One takes so much for granted in this world. Walking, for example.
Towards the end of his life my father couldn’t get around very well because of Parkinson’s disease. He walked unsteadily but would use a wheelchair for longer distances or attending a family function. One day when I was visiting I decided I would wheel him over to the waterfront four long blocks away, to get him out of the house.
It was an eye-opener for me. The sidewalk cracks and ruts I could cross with nary a thought would get the wheels of the chair stuck, forcing me to strain to push the chair out and jostling him around in the process. Curbs - few were adjusted for wheelchairs as they are now - were another hurdle to be carefully surmounted.

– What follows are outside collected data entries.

impl SimulationConfig {
    pub fn load(path: &std::path::Path) -> Result<Self, ConfigError> {
        let text = std::fs::read_to_string(path)
            .map_err(|e| ConfigError::new(format!("cannot read input file {}: {}", path.display(), e)))?;
        serde_json::from_str(&text).map_err(|e| ConfigError::new(format!("malformed input JSON: {}", e)))
    }

    /// Cardiac-cycle period rule: every time-series BC must span the
    /// same period; the first one seen fixes it if none is prescribed.
    pub fn derive_solver_parameters(&self) -> Result<SolverParameters, ConfigError> {
        let mut period = self.simulation_parameters.cardiac_cycle_period;
        for bc in &self.boundary_conditions {
            if let Some(p) = bc.values.period() {
                match period {
                    None => period = Some(p),
                    Some(existing) if (existing - p).abs() > 1e-9 => {
                        return Err(ConfigError::new(format!(
                            "boundary condition '{}' has period {} but the run's cardiac cycle period is {}",
                            bc.bc_name, p, existing
                        )));
                    }
                    _ => {}
                }
            }
        }
        let period = period.unwrap_or(1.0);
        let pts = self.simulation_parameters.number_of_time_pts_per_cardiac_cycle;
        if pts < 2 {
            return Err(ConfigError::new("number_of_time_pts_per_cardiac_cycle must be >= 2"));
        }
        let dt = period / ((pts - 1) as f64);
        let total_steps = (pts - 1) * self.simulation_parameters.number_of_cardiac_cycles + 1;
        Ok(SolverParameters {
            dt,
            total_steps,
            cardiac_cycle_period: period,
            number_of_time_pts_per_cardiac_cycle: pts,
        })
    }

    /// A deep copy with every unsteady boundary condition collapsed to
    /// its cycle mean, and the coarse 11-point/3-cycle override applied
    /// — the model the steady-BC prelude actually integrates.
    pub fn to_steady_mean(&self) -> Self {
        let mut mean = self.clone();
        for bc in &mut mean.boundary_conditions {
            bc.values = bc.values.to_steady_mean();
        }
        mean.simulation_parameters.number_of_time_pts_per_cardiac_cycle = 11;
        mean.simulation_parameters.number_of_cardiac_cycles = 3;
        mean
    }

    /// Builds the full block set: junctions, vessels, and boundary
    /// conditions, wired exactly as `build_network` expects (every
    /// block lists the names of the blocks it connects to).
    pub fn build_blocks(&self) -> Result<Vec<Block>, ConfigError> {
        let mut blocks = Vec::new();

        // Resolve each vessel's true inlet/outlet neighbor by role, not by
        // the order in which the config happens to mention them: a vessel
        // listed as a junction's inlet_vessel has that junction as its
        // *outlet* (flow runs vessel -> junction), and vice versa.
        let mut vessel_ends: HashMap<u64, VesselEnds> =
            self.vessels.iter().map(|v| (v.vessel_id, VesselEnds::default())).collect();

        for junction in &self.junctions {
            for &vid in &junction.inlet_vessels {
                let ends = vessel_ends
                    .get_mut(&vid)
                    .ok_or_else(|| ConfigError::new(format!("junction '{}' references unknown vessel {}", junction.junction_name, vid)))?;
                ends.set_outlet(vid, &junction.junction_name)?;
            }
            for &vid in &junction.outlet_vessels {
                let ends = vessel_ends
                    .get_mut(&vid)
                    .ok_or_else(|| ConfigError::new(format!("junction '{}' references unknown vessel {}", junction.junction_name, vid)))?;
                ends.set_inlet(vid, &junction.junction_name)?;
            }
        }

        let bc_by_name: HashMap<&str, &BoundaryConditionConfig> =
            self.boundary_conditions.iter().map(|b| (b.bc_name.as_str(), b)).collect();

        for v in &self.vessels {
            let ends = vessel_ends.get_mut(&v.vessel_id).unwrap();
            if let Some(bc_name) = &v.boundary_conditions.inlet {
                if !bc_by_name.contains_key(bc_name.as_str()) {
                    return Err(ConfigError::new(format!("vessel {} references unknown boundary condition '{}'", v.vessel_id, bc_name)));
                }
                ends.set_inlet(v.vessel_id, &format!("BC{}_inlet", v.vessel_id))?;
            }
            if let Some(bc_name) = &v.boundary_conditions.outlet {
                if !bc_by_name.contains_key(bc_name.as_str()) {
                    return Err(ConfigError::new(format!("vessel {} references unknown boundary condition '{}'", v.vessel_id, bc_name)));
                }
                ends.set_outlet(v.vessel_id, &format!("BC{}_outlet", v.vessel_id))?;
            }
        }

        for junction in &self.junctions {
            let name = junction.junction_name.clone();
            let mut connecting = Vec::new();
            let mut directions = Vec::new();
            for &vid in &junction.inlet_vessels {
                connecting.push(format!("V{}", vid));
                directions.push(1);
            }
            for &vid in &junction.outlet_vessels {
                connecting.push(format!("V{}", vid));
                directions.push(-1);
            }
            match junction.junction_type.as_str() {
                "NORMAL_JUNCTION" | "internal_junction" => {
                    blocks.push(Block::InternalJunction(InternalJunction::new(name, connecting, directions)));
                }
                "BloodVesselJunction" => {
                    let r = junction
                        .junction_values
                        .as_ref()
                        .map(|v| v.r_poiseuille.clone())
                        .unwrap_or_default();
                    if r.len() != junction.outlet_vessels.len() {
                        return Err(ConfigError::new(format!(
                            "junction '{}' needs one R_poiseuille value per outlet vessel",
                            junction.junction_name
                        )));
                    }
                    blocks.push(Block::BloodVesselJunction(BloodVesselJunction::new(
                        name,
                        connecting,
                        directions,
                        junction.inlet_vessels.len(),
                        r,
                    )));
                }
                other => return Err(ConfigError::new(format!("unknown junction type '{}'", other))),
            }
        }

        for v in &self.vessels {
            if v.zero_d_element_type != "BloodVessel" {
                return Err(ConfigError::new(format!("unsupported zero_d_element_type '{}'", v.zero_d_element_type)));
            }
            let ends = vessel_ends.get(&v.vessel_id).unwrap();
            let inlet = ends
                .inlet
                .clone()
                .ok_or_else(|| ConfigError::new(format!("vessel {} has no inlet connection (neither a junction nor a boundary condition)", v.vessel_id)))?;
            let outlet = ends
                .outlet
                .clone()
                .ok_or_else(|| ConfigError::new(format!("vessel {} has no outlet connection (neither a junction nor a boundary condition)", v.vessel_id)))?;
            blocks.push(Block::BloodVessel(BloodVessel::new(
                format!("V{}", v.vessel_id),
                inlet,
                outlet,
                v.zero_d_element_values.r_poiseuille,
                v.zero_d_element_values.c,
                v.zero_d_element_values.l,
                v.zero_d_element_values.stenosis_coefficient,
            )));
        }

        for v in &self.vessels {
            if let Some(bc_name) = &v.boundary_conditions.inlet {
                let bc = bc_by_name[bc_name.as_str()];
                blocks.push(build_inlet_bc_block(v.vessel_id, bc)?);
            }
            if let Some(bc_name) = &v.boundary_conditions.outlet {
                let bc = bc_by_name[bc_name.as_str()];
                blocks.push(build_outlet_bc_block(v.vessel_id, bc)?);
            }
        }

        Ok(blocks)
    }
}
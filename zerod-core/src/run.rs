//! Drives a built `Network` through its full time grid with the
//! Generalized-alpha integrator, logging milestones along the way.

use crate::config::SolverParameters;
use crate::error::IntegrationError;
use crate::integrator::{self, IntegratorConfig};
use crate::network::Network;
use zerod_math::Vec64;

/// The complete trajectory of a run: one `y` sample per simulated time
/// point (including the initial state), and the matching time grid.
pub struct Trajectory {
    pub time: Vec<f64>,
    pub y: Vec<Vec64>,
    pub ydot: Vec<Vec64>,
    pub y_final: Vec64,
    pub ydot_final: Vec64,
}

/// Runs `network` over its exact time grid starting from `(y0, ydot0)`
/// at `t0`, with the default spectral radius of 0.1.
pub fn run(
    network: &mut Network,
    y0: Vec64,
    ydot0: Vec64,
    t0: f64,
    solver: &SolverParameters,
) -> Result<Trajectory, IntegrationError> {
    run_with_rho(network, y0, ydot0, t0, solver, 0.1)
}

pub fn run_with_rho(
    network: &mut Network,
    y0: Vec64,
    ydot0: Vec64,
    t0: f64,
    solver: &SolverParameters,
    rho: f64,
) -> Result<Trajectory, IntegrationError> {
    network.update_constant();
    let cfg = IntegratorConfig::new(rho, solver.dt);
    let grid = integrator::time_grid(t0, solver.dt, solver.total_steps);

    let mut y = y0;
    let mut ydot = ydot0;
    let mut ylist = Vec::with_capacity(grid.len());
    let mut ydotlist = Vec::with_capacity(grid.len());
    ylist.push(y.clone());
    ydotlist.push(ydot.clone());

    log::info!("starting 0D simulation: {} steps, dt = {:.6e}", solver.total_steps, solver.dt);

    for (step_index, &t_n) in grid.iter().take(grid.len().saturating_sub(1)).enumerate() {
        let result = integrator::step(network, &y, &ydot, t_n, step_index, &cfg)?;
        y = result.y;
        ydot = result.ydot;
        ylist.push(y.clone());
        ydotlist.push(ydot.clone());
        if step_index % 50 == 0 {
            log::debug!("step {} (t = {:.6}): {} Newton iterations", step_index, t_n, result.newton_iterations);
        }
    }

    log::info!("0D simulation completed");

    Ok(Trajectory {
        time: grid,
        y: ylist,
        ydot: ydotlist,
        y_final: y,
        ydot_final: ydot,
    })
}
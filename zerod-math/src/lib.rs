//! Numerics foundation for the 0D hemodynamics solver: dense linear
//! algebra wrappers and periodic cubic-spline boundary condition lookups.

pub mod linalg;
pub mod spline;

pub use linalg::{argmax_abs, inf_norm, solve_dense, Mat64, SingularJacobianError, Vec64};
pub use spline::{BcTableError, BcValueFn, PeriodicCubicSpline};
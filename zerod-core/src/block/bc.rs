//! Boundary-condition blocks: each terminates a single wire with a
//! prescribed (possibly time-varying) flow, pressure, resistance, or
//! Windkessel/coronary relation.

use super::BlockKind;
use crate::stamp::LocalStamp;
use zerod_math::{BcValueFn, Vec64};

/// Fixes `Q(t) = Qfunc(t)` on its one wire.
pub struct UnsteadyFlowRef {
    name: String,
    connecting_blocks: Vec<String>,
    flow_directions: Vec<i32>,
    q_func: BcValueFn,
    q_at_t: f64,
}

impl UnsteadyFlowRef {
    pub fn new(name: impl Into<String>, connecting_block: impl Into<String>, flow_direction: i32, q_func: BcValueFn) -> Self {
        Self {
            name: name.into(),
            connecting_blocks: vec![connecting_block.into()],
            flow_directions: vec![flow_direction],
            q_func,
            q_at_t: 0.0,
        }
    }
}

impl BlockKind for UnsteadyFlowRef {
    fn name(&self) -> &str {
        &self.name
    }
    fn connecting_blocks(&self) -> &[String] {
        &self.connecting_blocks
    }
    fn flow_directions(&self) -> &[i32] {
        &self.flow_directions
    }
    fn num_equations(&self) -> usize {
        1
    }
    fn update_constant(&mut self, stamp: &mut LocalStamp) {
        stamp.f[(0, 1)] += 1.0;
    }
    fn update_time(&mut self, t: f64, stamp: &mut LocalStamp) {
        self.q_at_t = self.q_func.eval(t);
        stamp.c_time[0] = -self.q_at_t;
    }
    fn update_solution(&mut self, _y_local: &Vec64, _ydot_local: &Vec64, _stamp: &mut LocalStamp) {}
}

/// Fixes `P(t) = Pfunc(t)` on its one wire.
pub struct UnsteadyPressureRef {
    name: String,
    connecting_blocks: Vec<String>,
    flow_directions: Vec<i32>,
    p_func: BcValueFn,
}

impl UnsteadyPressureRef {
    pub fn new(name: impl Into<String>, connecting_block: impl Into<String>, flow_direction: i32, p_func: BcValueFn) -> Self {
        Self {
            name: name.into(),
            connecting_blocks: vec![connecting_block.into()],
            flow_directions: vec![flow_direction],
            p_func,
        }
    }
}

impl BlockKind for UnsteadyPressureRef {
    fn name(&self) -> &str {
        &self.name
    }
    fn connecting_blocks(&self) -> &[String] {
        &self.connecting_blocks
    }
    fn flow_directions(&self) -> &[i32] {
        &self.flow_directions
    }
    fn num_equations(&self) -> usize {
        1
    }
    fn update_constant(&mut self, stamp: &mut LocalStamp) {
        stamp.f[(0, 0)] += 1.0;
    }
    fn update_time(&mut self, t: f64, stamp: &mut LocalStamp) {
        stamp.c_time[0] = -self.p_func.eval(t);
    }
    fn update_solution(&mut self, _y_local: &Vec64, _ydot_local: &Vec64, _stamp: &mut LocalStamp) {}
}

/// `P - Pref(t) = R(t) * Q` on its one wire.
pub struct UnsteadyResistanceWithDistalPressure {
    name: String,
    connecting_blocks: Vec<String>,
    flow_directions: Vec<i32>,
    r_func: BcValueFn,
    pref_func: BcValueFn,
}

impl UnsteadyResistanceWithDistalPressure {
    pub fn new(
        name: impl Into<String>,
        connecting_block: impl Into<String>,
        flow_direction: i32,
        r_func: BcValueFn,
        pref_func: BcValueFn,
    ) -> Self {
        Self {
            name: name.into(),
            connecting_blocks: vec![connecting_block.into()],
            flow_directions: vec![flow_direction],
            r_func,
            pref_func,
        }
    }
}

impl BlockKind for UnsteadyResistanceWithDistalPressure {
    fn name(&self) -> &str {
        &self.name
    }
    fn connecting_blocks(&self) -> &[String] {
        &self.connecting_blocks
    }
    fn flow_directions(&self) -> &[i32] {
        &self.flow_directions
    }
    fn num_equations(&self) -> usize {
        1
    }
    fn update_constant(&mut self, stamp: &mut LocalStamp) {
        stamp.f[(0, 0)] += 1.0;
    }
    fn update_time(&mut self, t: f64, stamp: &mut LocalStamp) {
        stamp.f[(0, 1)] = -self.r_func.eval(t);
        stamp.c_time[0] = -self.pref_func.eval(t);
    }
    fn update_solution(&mut self, _y_local: &Vec64, _ydot_local: &Vec64, _stamp: &mut LocalStamp) {}
}

/// Three-element Windkessel: `P - Pc = Rp*Q` and
/// `Q - (P - Pref)/Rd = C*Pc_dot`, with `Pc` an internal DOF.
pub struct UnsteadyRcrBlockWithDistalPressure {
    name: String,
    connecting_blocks: Vec<String>,
    flow_directions: Vec<i32>,
    rp_func: BcValueFn,
    c_func: BcValueFn,
    rd_func: BcValueFn,
    pref_func: BcValueFn,
    rd_at_t: f64,
    pref_at_t: f64,
}

impl UnsteadyRcrBlockWithDistalPressure {
    pub fn new(
        name: impl Into<String>,
        connecting_block: impl Into<String>,
        flow_direction: i32,
        rp_func: BcValueFn,
        c_func: BcValueFn,
        rd_func: BcValueFn,
        pref_func: BcValueFn,
    ) -> Self {
        Self {
            name: name.into(),
            connecting_blocks: vec![connecting_block.into()],
            flow_directions: vec![flow_direction],
            rp_func,
            c_func,
            rd_func,
            pref_func,
            rd_at_t: 0.0,
            pref_at_t: 0.0,
        }
    }
}

impl BlockKind for UnsteadyRcrBlockWithDistalPressure {
    fn name(&self) -> &str {
        &self.name
    }
    fn connecting_blocks(&self) -> &[String] {
        &self.connecting_blocks
    }
    fn flow_directions(&self) -> &[i32] {
        &self.flow_directions
    }
    fn num_equations(&self) -> usize {
        2
    }
    fn num_internal_vars(&self) -> usize {
        1
    }
    fn internal_var_names(&self) -> Vec<String> {
        vec![format!("var_0_{}", self.name)]
    }
    fn update_constant(&mut self, stamp: &mut LocalStamp) {
        // Local cols: [P(0), Q(1), Pc(2)].
        stamp.f[(0, 0)] += 1.0;
        stamp.f[(0, 2)] += -1.0;
        stamp.f[(1, 1)] += 1.0;
        stamp.e[(1, 2)] += -1.0; // coefficient on C is scaled in update_time
    }
    fn update_time(&mut self, t: f64, stamp: &mut LocalStamp) {
        let rp = self.rp_func.eval(t);
        let c = self.c_func.eval(t);
        self.rd_at_t = self.rd_func.eval(t);
        self.pref_at_t = self.pref_func.eval(t);
        stamp.f[(0, 1)] = -rp;
        stamp.f[(1, 0)] = -1.0 / self.rd_at_t;
        stamp.e[(1, 2)] = -c;
        stamp.c_time[1] = self.pref_at_t / self.rd_at_t;
    }
    fn update_solution(&mut self, _y_local: &Vec64, _ydot_local: &Vec64, _stamp: &mut LocalStamp) {}
}

/// Kim et al. two-compartment coronary boundary condition: an aortic-side
/// capacitor (`Ra`, `Ca`) in series with a myocardial-side compartment
/// (`Ram`, `Cim`, forced by `Pim(t)`) draining through `Rv` to `Pv(t)`.
pub struct OpenLoopCoronaryWithDistalPressureBlock {
    name: String,
    connecting_blocks: Vec<String>,
    flow_directions: Vec<i32>,
    pub ra: f64,
    pub ca: f64,
    pub ram: f64,
    pub cim: f64,
    pub rv: f64,
    pim_func: BcValueFn,
    pv_func: BcValueFn,
}

impl OpenLoopCoronaryWithDistalPressureBlock {
    #[allow(clippy::too_many_arguments)]
    pub fn new(
        name: impl Into<String>,
        connecting_block: impl Into<String>,
        flow_direction: i32,
        ra: f64,
        ca: f64,
        ram: f64,
        cim: f64,
        rv: f64,
        pim_func: BcValueFn,
        pv_func: BcValueFn,
    ) -> Self {
        Self {
            name: name.into(),
            connecting_blocks: vec![connecting_block.into()],
            flow_directions: vec![flow_direction],
            ra,
            ca,
            ram,
            cim,
            rv,
            pim_func,
            pv_func,
        }
    }
}

impl BlockKind for OpenLoopCoronaryWithDistalPressureBlock {
    fn name(&self) -> &str {
        &self.name
    }
    fn connecting_blocks(&self) -> &[String] {
        &self.connecting_blocks
    }
    fn flow_directions(&self) -> &[i32] {
        &self.flow_directions
    }
    fn num_equations(&self) -> usize {
        3
    }
    fn num_internal_vars(&self) -> usize {
        2
    }
    fn internal_var_names(&self) -> Vec<String> {
        vec![format!("var_0_{}", self.name), format!("var_1_{}", self.name)]
    }
    fn update_constant(&mut self, stamp: &mut LocalStamp) {
        // Local cols: [P(0), Q(1), Pa(2), Pimc(3)].
        stamp.f[(0, 0)] += 1.0;
        stamp.f[(0, 1)] += -self.ra;
        stamp.f[(0, 2)] += -1.0;

        stamp.e[(1, 2)] += self.ca;
        stamp.f[(1, 1)] += -1.0;
        stamp.f[(1, 2)] += 1.0 / self.ram;
        stamp.f[(1, 3)] += -1.0 / self.ram;

        stamp.e[(2, 3)] += self.cim;
        stamp.f[(2, 2)] += -1.0 / self.ram;
        stamp.f[(2, 3)] += 1.0 / self.ram + 1.0 / self.rv;
    }
    fn update_time(&mut self, t: f64, stamp: &mut LocalStamp) {
        let pim_dot = self.pim_func.eval_derivative(t);
        let pv = self.pv_func.eval(t);
        stamp.c_time[2] = -self.cim * pim_dot - pv / self.rv;
    }
    fn update_solution(&mut self, _y_local: &Vec64, _ydot_local: &Vec64, _stamp: &mut LocalStamp) {}
}

#[cfg(test)]
mod tests {
    use super::*;

    #[test]
    fn flow_ref_fixes_q_to_the_lookup_value() {
        let mut bc = UnsteadyFlowRef::new("BC0_inlet", "V0", 1, BcValueFn::constant(7.5));
        let mut stamp = LocalStamp::zeros(1, 2);
        bc.update_constant(&mut stamp);
        bc.update_time(0.3, &mut stamp);
        assert_eq!(stamp.f[(0, 1)], 1.0);
        assert_eq!(stamp.c_time[0], -7.5);
    }

    #[test]
    fn flow_ref_forcing_survives_clear_nonlinear() {
        // update_time runs once per step; clear_nonlinear runs every
        // Newton iterate and must not wipe the time-forcing it wrote.
        let mut bc = UnsteadyFlowRef::new("BC0_inlet", "V0", 1, BcValueFn::constant(7.5));
        let mut stamp = LocalStamp::zeros(1, 2);
        bc.update_constant(&mut stamp);
        bc.update_time(0.3, &mut stamp);
        stamp.clear_nonlinear();
        stamp.clear_nonlinear();
        assert_eq!(stamp.c_time[0], -7.5);
    }

    #[test]
    fn rcr_row_one_couples_capacitor_to_distal_pressure() {
        let mut bc = UnsteadyRcrBlockWithDistalPressure::new(
            "BC0_outlet",
            "V0",
            -1,
            BcValueFn::constant(1.0),
            BcValueFn::constant(1e-3),
            BcValueFn::constant(9.0),
            BcValueFn::constant(0.0),
        );
        let mut stamp = LocalStamp::zeros(2, 3);
        bc.update_constant(&mut stamp);
        bc.update_time(0.0, &mut stamp);
        assert_eq!(stamp.f[(1, 0)], -1.0 / 9.0);
        assert_eq!(stamp.e[(1, 2)], -1e-3);
    }
}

He never complained - we eventually did get to Sheepshed Bay and later I rolled him back home in the street, which was more dangerous but smoother - but I know he would’ve preferred being driven.
I thought of my father recently when one of my friends happened to mention going up to New Jersey Audubon's Scherman Hoffman refuge in Bernardsville to get something from the store - seed, a feeder, I can’t remember - and had taken her uncle. He is another man who won’t go very far on foot (although he doesn’t have Parkinson’s) and so uses a wheelchair. My friend wanted to get him out of the house and away from the television. While she was inside shopping, she said, her uncle had stayed in the car.
If you enjoy birding or even just taking a long walk, anything that limits your independence can be terrible, and having a disability can be the worst thing to happen. But it can also be a challenge to spur you to overcome it - if you want to do so.
At Scherman Hoffman the handicapped have their own entrance to the education center, from the upper lot to the second floor. From there they go to a classroom or can take an elevator down to the store or up to the outside platform. My friend’s uncle could’ve gotten out of the car and gone, slowly, into the building. But he felt safer in the car.
I contrast him with a woman I’ve met in my birding travels who also can’t get around very well but has a completely different attitude - she birds from her car. She drives to an area and just sits with her binoculars and waits for the birds to come, sometimes for hours at a time. She told me she has seen quite a lot that way, and she is happy with that because otherwise she would not be able to go birding.
Considering the hilly area where it is located, going down the Scherman trails and into the woods is impossible for those who need wheels or are unsteady on their feet. There are no boardwalked trails as can be found in state or federal nature areas such as the Great Swamp or Cape May Point State Park. The older people I see using the trails at Scherman are steady on their feet and not in wheelchairs.
Luckily, a lot of organizations know that as those of us of the Baby Boom generation get older, we don’t want to be kept captive by our disabilities. If you go to a search engine such as Google and type in “birding tours for the handicapped” you will find a host of websites providing tours for those in wheelchairs, the disabled or the elderly. There is even a group, “Birding for All,” with chapters in the UK and the US, that seeks to “improve access for people with disabilities to reserves, facilities and services for birding.”
This is a wonderful thing. Since we can’t make ourselves younger (at least physically; mentally is another matter), if you can’t take yourself out to the woods for a quiet stroll the next best thing, I think, is to go on a tour with others like you who have good (birding) and bad (the pain, etc.) in common and are equally focused on retaining their independence.
There are times, like the other day, when I take a long hike with my binoculars and long-lensed camera around my neck and after a while feel, suddenly and disturbingly, very tired. Then something flies over - is that a merlin? - and I get my second wind.
I’d rather be tired on my feet walking than stuck at work staring into a computer.
Would my father have grown to share my interest had I been a birder back then and driven him to the Bay and sat with him and my binoculars, pointing out the diffferent gulls and other birds? I’d like to think he’d have at least tried to expand his horizons through learning something new, as I did when I pushed his wheelchair so long ago.